Currently, one additional drawback to Lustre is that a Lustre client cannot be on a server that is providing OSTs. This solution is being worked on and may be available soon; however, this limits the utility of Lustre for storage aggregation (see the discussion of Storage Aggregation below). Using Lustre, combined with a low-latency high-throughput cluster interconnect, you can achieve throughput numbers of well over 500 MB/sec, by striping data across hundreds of object storage targets.
Figure 3. Typical Lustre client/server configuration.
Lustre is an open, standards-based technology that is well funded and backed by the U.S. Department of Energy (DOE), the greater open source Linux community, Cluster File Systems, Inc. (Cluster FS), and Hewlett Packard (HP).
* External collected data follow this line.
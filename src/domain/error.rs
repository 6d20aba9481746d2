//! Error types for ledger and signing operations.
//!
//! Field-level input problems live next to their validators
//! ([`AmountError`](super::amount::AmountError),
//! [`AddressError`](super::address::AddressError)). This module covers the
//! failures of external calls, which end a preview or a send.

use thiserror::Error;

// ============================================================================
// Error Types
// ============================================================================

/// Failure of a blockhash fetch, fee quote, balance query, sign or send.
///
/// These are terminal for the operation that raised them and are never
/// retried automatically.
#[derive(Debug, Error)]
pub enum TransferError {
    /// Network-related errors from HTTP requests.
    #[error("Network error: {0}")]
    Network(#[from] reqwest::Error),

    /// The RPC node answered with a JSON-RPC error object.
    #[error("RPC error {code}: {message}")]
    Rpc {
        /// JSON-RPC error code.
        code: i64,
        /// Message reported by the node.
        message: String,
    },

    /// JSON parsing or data structure errors.
    #[error("Parse error: {message}")]
    Parse {
        /// Description of what failed to parse.
        message: String,
    },

    /// The transfer cannot be built from the given input.
    #[error("Invalid input: {0}")]
    InvalidInput(String),

    /// The signer refused or failed to sign.
    #[error("Signing failed: {0}")]
    Signing(String),

    /// No wallet account is connected.
    #[error("No wallet connected")]
    NotConnected,
}

impl TransferError {
    /// Create a new parse error with the given message.
    #[must_use]
    pub fn parse(message: impl Into<String>) -> Self {
        Self::Parse {
            message: message.into(),
        }
    }

    /// Create a new RPC error from a JSON-RPC error object.
    #[must_use]
    pub fn rpc(code: i64, message: impl Into<String>) -> Self {
        Self::Rpc {
            code,
            message: message.into(),
        }
    }

    /// Create a new invalid input error.
    #[must_use]
    pub fn invalid_input(message: impl Into<String>) -> Self {
        Self::InvalidInput(message.into())
    }

    /// Create a new signing error.
    #[must_use]
    pub fn signing(message: impl Into<String>) -> Self {
        Self::Signing(message.into())
    }
}

// ============================================================================
// Tests
// ============================================================================

#[cfg(test)]
mod tests {
    use super::*;

    #[test]
    fn test_transfer_error_display() {
        let rpc_err = TransferError::rpc(-32002, "Blockhash not found");
        assert_eq!(rpc_err.to_string(), "RPC error -32002: Blockhash not found");

        let parse_err = TransferError::parse("missing result");
        assert_eq!(parse_err.to_string(), "Parse error: missing result");

        let invalid_err = TransferError::invalid_input("no recipients");
        assert_eq!(invalid_err.to_string(), "Invalid input: no recipients");

        let signing_err = TransferError::signing("payer mismatch");
        assert_eq!(signing_err.to_string(), "Signing failed: payer mismatch");

        assert_eq!(TransferError::NotConnected.to_string(), "No wallet connected");
    }

    #[test]
    fn test_rpc_error_creation() {
        match TransferError::rpc(-32600, "Invalid request") {
            TransferError::Rpc { code, message } => {
                assert_eq!(code, -32600);
                assert_eq!(message, "Invalid request");
            }
            other => panic!("Expected Rpc variant, got {other:?}"),
        }
    }
}
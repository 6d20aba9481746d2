//! Solana cluster configuration.
//!
//! Each cluster knows its default JSON-RPC endpoint and how the public
//! explorer addresses transactions on it.

use std::str::FromStr;

use serde::{Deserialize, Serialize};

// ============================================================================
// Cluster
// ============================================================================

/// Solana cluster variants.
#[derive(Debug, Clone, Copy, PartialEq, Eq, Hash, Default, Serialize, Deserialize)]
#[serde(rename_all = "lowercase")]
pub enum Cluster {
    /// The production cluster (`mainnet-beta`).
    Mainnet,
    /// The public development cluster with faucet funds.
    #[default]
    Devnet,
    /// The public test cluster.
    Testnet,
    /// A `solana-test-validator` on this machine.
    Localnet,
}

impl Cluster {
    /// All clusters in display order.
    pub const ALL: [Self; 4] = [Self::Mainnet, Self::Devnet, Self::Testnet, Self::Localnet];

    /// Returns the human-readable name of the cluster.
    #[must_use]
    pub const fn as_str(&self) -> &'static str {
        match self {
            Self::Mainnet => "Mainnet",
            Self::Devnet => "Devnet",
            Self::Testnet => "Testnet",
            Self::Localnet => "Localnet",
        }
    }

    /// Returns the default JSON-RPC endpoint for this cluster.
    #[must_use]
    pub const fn rpc_url(&self) -> &'static str {
        match self {
            Self::Mainnet => "https://api.mainnet-beta.solana.com",
            Self::Devnet => "https://api.devnet.solana.com",
            Self::Testnet => "https://api.testnet.solana.com",
            Self::Localnet => "http://127.0.0.1:8899",
        }
    }

    /// Query suffix the explorer uses to select this cluster.
    ///
    /// Mainnet is the explorer's default and needs no suffix.
    #[must_use]
    pub const fn explorer_query(&self) -> &'static str {
        match self {
            Self::Mainnet => "",
            Self::Devnet => "?cluster=devnet",
            Self::Testnet => "?cluster=testnet",
            Self::Localnet => "?cluster=custom&customUrl=http%3A%2F%2F127.0.0.1%3A8899",
        }
    }

    /// Explorer link for a transaction signature on this cluster.
    #[must_use]
    pub fn explorer_tx_url(&self, signature: &str) -> String {
        format!(
            "https://explorer.solana.com/tx/{signature}{}",
            self.explorer_query()
        )
    }
}

impl std::fmt::Display for Cluster {
    fn fmt(&self, f: &mut std::fmt::Formatter<'_>) -> std::fmt::Result {
        write!(f, "{}", self.as_str())
    }
}

impl FromStr for Cluster {
    type Err = String;

    fn from_str(s: &str) -> Result<Self, Self::Err> {
        match s.trim().to_ascii_lowercase().as_str() {
            "mainnet" | "mainnet-beta" | "m" => Ok(Self::Mainnet),
            "devnet" | "d" => Ok(Self::Devnet),
            "testnet" | "t" => Ok(Self::Testnet),
            "localnet" | "localhost" | "l" => Ok(Self::Localnet),
            other => Err(format!(
                "unknown cluster '{other}' (expected mainnet, devnet, testnet or localnet)"
            )),
        }
    }
}

// ============================================================================
// Tests
// ============================================================================
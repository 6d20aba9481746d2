//! Recipients panel: one two-line row per recipient.
//!
//! The first line holds the address and amount inputs, the second the
//! validation errors of that row. Errors are shown as the user types.

use ratatui::{
    Frame,
    layout::Rect,
    style::{Color, Modifier, Style},
    symbols::scrollbar,
    text::{Line, Span},
    widgets::{Paragraph, Scrollbar, ScrollbarOrientation, ScrollbarState},
};

use crate::commands::InputContext;
use crate::constants::{RECIPIENT_ROW_HEIGHT, SOL_SYMBOL};
use crate::domain::address::MAX_ADDRESS_LEN;
use crate::domain::{FieldErrors, MAX_RECIPIENTS, RecipientEntry};
use crate::state::{App, FormField};
use crate::theme::{ACCENT_COLOR, DERIVED_STYLE, FIELD_ERROR_STYLE, MUTED_COLOR, PRIMARY_COLOR};
use crate::ui::helpers::{create_border_block, input_span};
use crate::ui::layout::window_start;

/// Address column width: the longest address plus the cursor.
const ADDRESS_FIELD_WIDTH: usize = MAX_ADDRESS_LEN + 1;

/// Width of the `▶ 12. ` row prefix.
const ROW_PREFIX_WIDTH: usize = 6;

// ============================================================================
// Rendering
// ============================================================================

/// Renders the recipient rows, scrolled so the selected row is visible.
pub fn render(app: &App, frame: &mut Frame, area: Rect) {
    let form = &app.form;
    let recipients = form.recipients();
    let editable = app.transfer.is_editing() && app.get_input_context() == InputContext::Form;

    let title = format!("Recipients ({}/{MAX_RECIPIENTS})", recipients.len());
    let block = create_border_block(&title, editable && form.focus() != FormField::Total);
    frame.render_widget(block.clone(), area);

    let inner = block.inner(area);
    let visible = usize::from(inner.height / RECIPIENT_ROW_HEIGHT);
    if visible == 0 {
        return;
    }

    let validation = form.validate();
    let selected = form.selected_index();
    let start = window_start(selected, visible, recipients.len());

    let lines: Vec<Line> = recipients
        .iter()
        .enumerate()
        .skip(start)
        .take(visible)
        .flat_map(|(index, entry)| {
            let errors = validation.rows.get(entry.id).copied().unwrap_or_default();
            let active = (editable && index == selected).then_some(form.focus());
            row_lines(index, entry, errors, active, form.split_evenly())
        })
        .collect();

    frame.render_widget(Paragraph::new(lines), inner);

    if recipients.len() > visible {
        let scrollbar = Scrollbar::default()
            .orientation(ScrollbarOrientation::VerticalRight)
            .symbols(scrollbar::VERTICAL)
            .track_symbol(None)
            .begin_symbol(None)
            .end_symbol(None)
            .style(Style::default().fg(MUTED_COLOR))
            .track_style(Style::default().fg(Color::DarkGray));

        let mut state = ScrollbarState::default()
            .content_length(recipients.len())
            .viewport_content_length(visible)
            .position(start);

        frame.render_stateful_widget(scrollbar, inner, &mut state);
    }
}

/// The input line and the error line of one recipient.
///
/// `active` is the field being edited when this row is selected.
fn row_lines<'a>(
    index: usize,
    entry: &'a RecipientEntry,
    errors: FieldErrors,
    active: Option<FormField>,
    split: bool,
) -> [Line<'a>; 2] {
    let marker = if active.is_some() { "▶" } else { " " };
    let prefix = Span::styled(
        format!("{marker} {:>2}. ", index + 1),
        Style::default()
            .fg(PRIMARY_COLOR)
            .add_modifier(Modifier::BOLD),
    );

    let address = input_span(
        &entry.address,
        "address",
        active == Some(FormField::Address),
        Style::default(),
    );
    let amount_style = if split {
        DERIVED_STYLE
    } else {
        Style::default().fg(ACCENT_COLOR)
    };
    let amount = input_span(
        &entry.amount_text,
        "0",
        active == Some(FormField::Amount),
        amount_style,
    );

    let address_pad = ADDRESS_FIELD_WIDTH.saturating_sub(address.width());
    let input_line = Line::from(vec![
        prefix,
        address,
        Span::raw(" ".repeat(address_pad + 2)),
        Span::styled(format!("{SOL_SYMBOL} "), Style::default().fg(MUTED_COLOR)),
        amount,
    ]);

    let address_error = errors.address.map(|e| e.to_string()).unwrap_or_default();
    let amount_error = errors.amount.map(|e| e.to_string()).unwrap_or_default();
    let error_pad = ADDRESS_FIELD_WIDTH.saturating_sub(address_error.chars().count());
    let error_line = if errors.is_empty() {
        Line::default()
    } else {
        Line::from(vec![
            Span::raw(" ".repeat(ROW_PREFIX_WIDTH)),
            Span::styled(address_error, FIELD_ERROR_STYLE),
            Span::raw(" ".repeat(error_pad + 2)),
            Span::styled(amount_error, FIELD_ERROR_STYLE),
        ])
    };

    [input_line, error_line]
}

// ============================================================================
// Tests
// ============================================================================

#[cfg(test)]
mod tests {
    use super::*;
    use crate::domain::{AddressCheck, RecipientList};
    use crate::state::FormState;
    use crate::test_utils::{AddressMother, AppMother, buffer_text, test_terminal};
    use ratatui::{Terminal, backend::TestBackend};
    use rstest::rstest;

    #[rstest]
    fn test_renders_rows_and_amounts(mut test_terminal: Terminal<TestBackend>) {
        let app = AppMother::connected();

        test_terminal
            .draw(|frame| render(&app, frame, Rect::new(0, 0, 90, 10)))
            .unwrap();

        let text = buffer_text(&test_terminal);
        assert!(text.contains("Recipients (3/20)"));
        assert!(text.contains(&format!("▶  1. {}▏", AddressMother::alice())));
        assert!(text.contains(&format!("   2. {}", AddressMother::bob())));
        assert!(text.contains("◎ 3"));
        assert!(!text.contains("required"));
    }

    #[rstest]
    fn test_errors_render_under_the_row(mut test_terminal: Terminal<TestBackend>) {
        let mut app = AppMother::disconnected();
        app.form = FormState::with_recipients(
            RecipientList::from_defaults([("not-an-address", "1.2.3.4x")]),
            AddressCheck::StrictDecoder,
        );

        test_terminal
            .draw(|frame| render(&app, frame, Rect::new(0, 0, 90, 6)))
            .unwrap();

        let text = buffer_text(&test_terminal);
        assert!(text.contains("Invalid Solana address"));
    }

    #[rstest]
    fn test_empty_row_shows_required(mut test_terminal: Terminal<TestBackend>) {
        let app = AppMother::disconnected();

        test_terminal
            .draw(|frame| render(&app, frame, Rect::new(0, 0, 90, 6)))
            .unwrap();

        let text = buffer_text(&test_terminal);
        assert!(text.contains("Address is required"));
        assert!(text.contains("Amount is required"));
    }

    #[rstest]
    fn test_scrolls_to_selected_row(mut test_terminal: Terminal<TestBackend>) {
        let mut app = AppMother::disconnected();
        for _ in 0..9 {
            app.form.add_recipient();
        }

        // Two rows fit; the tenth row is selected after the adds.
        test_terminal
            .draw(|frame| render(&app, frame, Rect::new(0, 0, 90, 6)))
            .unwrap();

        let text = buffer_text(&test_terminal);
        assert!(text.contains("▶ 10."));
        assert!(text.contains("   9."));
        assert!(!text.contains("   1."));
    }

    #[test]
    fn test_split_amounts_are_not_active() {
        let entry = RecipientEntry {
            id: RecipientList::new().id_at(0).unwrap(),
            address: String::new(),
            amount_text: "1.5".to_string(),
        };
        let [input, _] = row_lines(0, &entry, FieldErrors::default(), None, true);

        let amount = input.spans.last().unwrap();
        assert_eq!(amount.content, "1.5");
        assert_eq!(amount.style, DERIVED_STYLE);
    }
}
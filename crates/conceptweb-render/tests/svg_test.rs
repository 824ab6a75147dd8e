use conceptweb_core::{CrossReference, NetworkVariant, build_network, main_chapters};
use conceptweb_render::config::DiagramConfig;
use conceptweb_render::svg::{SvgRenderOptions, render_network_svg, render_timeline_svg};
use conceptweb_render::{LayoutOptions, layout_network, layout_timeline};

fn class_count(doc: &roxmltree::Document<'_>, tag: &str, class: &str) -> usize {
    doc.descendants()
        .filter(|n| n.has_tag_name(tag))
        .filter(|n| {
            n.attribute("class")
                .is_some_and(|c| c.split_whitespace().any(|w| w == class))
        })
        .count()
}

#[test]
fn network_svg_has_a_circle_per_concept_and_a_group_per_link() {
    let graph = build_network(NetworkVariant::Final);
    let options = LayoutOptions::default();
    let layout = layout_network(&graph, &options).unwrap();
    let svg = render_network_svg(&layout, &options.config.network, &SvgRenderOptions::default());

    let doc = roxmltree::Document::parse(&svg).expect("well-formed SVG");
    let root = doc.root_element();
    assert_eq!(root.attribute("id"), Some("concept-network"));
    assert!(root.attribute("viewBox").is_some());

    assert_eq!(class_count(&doc, "circle", "concept"), 25);
    assert_eq!(class_count(&doc, "g", "link"), 66);

    let center = doc
        .descendants()
        .find(|n| n.attribute("data-key") == Some("probability_theory"))
        .unwrap();
    assert_eq!(center.attribute("fill"), Some("#FF6B6B"));
    assert_eq!(center.attribute("opacity"), Some("0.85"));
    // 1.1 data units at 60 points per unit.
    assert_eq!(center.attribute("r"), Some("66"));
}

#[test]
fn network_labels_are_split_into_tspans() {
    let graph = build_network(NetworkVariant::Final);
    let options = LayoutOptions::default();
    let layout = layout_network(&graph, &options).unwrap();
    let svg = render_network_svg(&layout, &options.config.network, &SvgRenderOptions::default());
    let doc = roxmltree::Document::parse(&svg).unwrap();

    let tspans: Vec<&str> = doc
        .descendants()
        .filter(|n| n.has_tag_name("tspan"))
        .filter_map(|n| n.text())
        .collect();
    assert!(tspans.contains(&"dimensionality"));
    assert!(tspans.contains(&"reduction"));
    assert!(!tspans.iter().any(|t| t.contains('_')));
}

#[test]
fn background_can_be_disabled_and_id_overridden() {
    let graph = build_network(NetworkVariant::Final);
    let options = LayoutOptions::default();
    let layout = layout_network(&graph, &options).unwrap();
    let svg = render_network_svg(
        &layout,
        &options.config.network,
        &SvgRenderOptions {
            diagram_id: Some("net<1>".to_string()),
            background: None,
            ..Default::default()
        },
    );
    let doc = roxmltree::Document::parse(&svg).unwrap();
    assert_eq!(doc.root_element().attribute("id"), Some("net<1>"));
    assert!(!doc.root_element().children().any(|n| n.has_tag_name("rect")));
}

#[test]
fn timeline_svg_draws_chapters_and_clipped_references() {
    let refs = vec![
        CrossReference {
            from_page: 30,
            to_page: 150,
            from_section: "2.1".to_string(),
            to_section: "9.3".to_string(),
        },
        CrossReference {
            from_page: 260,
            to_page: 100,
            from_section: "14.2".to_string(),
            to_section: "6.1".to_string(),
        },
    ];
    let config = DiagramConfig::default();
    let options = LayoutOptions::with_config(config.clone());
    let layout = layout_timeline(&refs, &main_chapters(), &options).unwrap();
    let svg = render_timeline_svg(&layout, &config.timeline, &SvgRenderOptions::default());
    let doc = roxmltree::Document::parse(&svg).unwrap();

    assert_eq!(class_count(&doc, "line", "chapter"), 19);
    assert_eq!(class_count(&doc, "text", "chapter-label"), 19);
    assert_eq!(class_count(&doc, "polyline", "forward"), 1);
    assert_eq!(class_count(&doc, "polyline", "backward"), 1);
    assert_eq!(class_count(&doc, "g", "arrowhead"), 2);

    let group = doc
        .descendants()
        .find(|n| n.attribute("class") == Some("references"))
        .unwrap();
    assert_eq!(group.attribute("clip-path"), Some("url(#xref-timeline-axes)"));

    let label = doc
        .descendants()
        .find(|n| n.attribute("class") == Some("chapter-label"))
        .unwrap();
    assert_eq!(label.text(), Some("1. Introduction"));
    assert!(label.attribute("transform").unwrap().contains("rotate(-45)"));

    let poly = doc
        .descendants()
        .find(|n| n.has_tag_name("polyline"))
        .unwrap();
    assert_eq!(poly.attribute("points").unwrap().split(' ').count(), 30);
}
Cluster FS provides commercial support for Lustre, and provides Lustre as an open source project. HP has taken Lustre, ProLiant* file servers running Linux, with HP StorageWorks* EVA disk arrays to provide a hardware/software product called HP Scalable File Server (SFS).
HP and PNNL have partnered on the design, installation, integration and support of one of the top 10 fastest computing clusters in the world. The HP Linux super cluster, with more than 1,800 Itanium® processors, is rated at more than 11 TFLOPS. PNNL has run Lustre for more than a year and currently sustains over 3.2 GB/s of bandwidth running production loads on a 53-terabyte Lustre-based file share. Individual Linux clients are able to write data to the parallel Lustre servers at more than 650 MB/s.
Parallel Virtual File System (PVFS) is an open source project from Clemson University that provides a lightweight server daemon to provide simultaneous access to storage devices from hundreds to thousands of clients. Each node in the cluster can be a server, a client, or both. At the time PVFS2 was installed and tested, there were no considerations in the product for redundancy, and Lustre provided more features and flexibility. Now that PVFS2 has progressed beyond version 1.0 and enterprise Linux (SLES9) has been deployed, PVFS2 should be considered for further testing and evaluation. Since storage servers can also be clients, PVFS2 supports striping data across all available storage devices in the cluster (storage aggregation, see below). PVFS2 is best suited for providing large, fast temporary scratch space.
Rather than providing scalable performance by striping data across dedicated storage devices, storage aggregation provides scalable capacity by utilizing available storage blocks on each compute node. Each compute node runs a server daemon that provides access to free space on the local disks. Additional software runs on each client node that combines those available blocks into a virtual device and provides locking and concurrent access to the other compute nodes. Each compute node could potentially be a server of blocks and a client. Using storage aggregation on a 1000-node compute batch pool, 36 TB of free storage could potentially be gained for high-performance temporary space.
Two products in this area are Terrascale TerraGrid* and Ibrix Fusion*. Both of these products deserve a closer look in the future. There are obvious issues of reliability, since the mean time between failures (MTBF) is divided by the number of nodes. TerraGrid solves this problem by using the Linux native meta-device driver to provide mirroring of aggregated devices. Another issue that needs consideration in a scenario where the compute nodes are also serving storage blocks; how much of the compute resources are used serving blocks to other compute nodes?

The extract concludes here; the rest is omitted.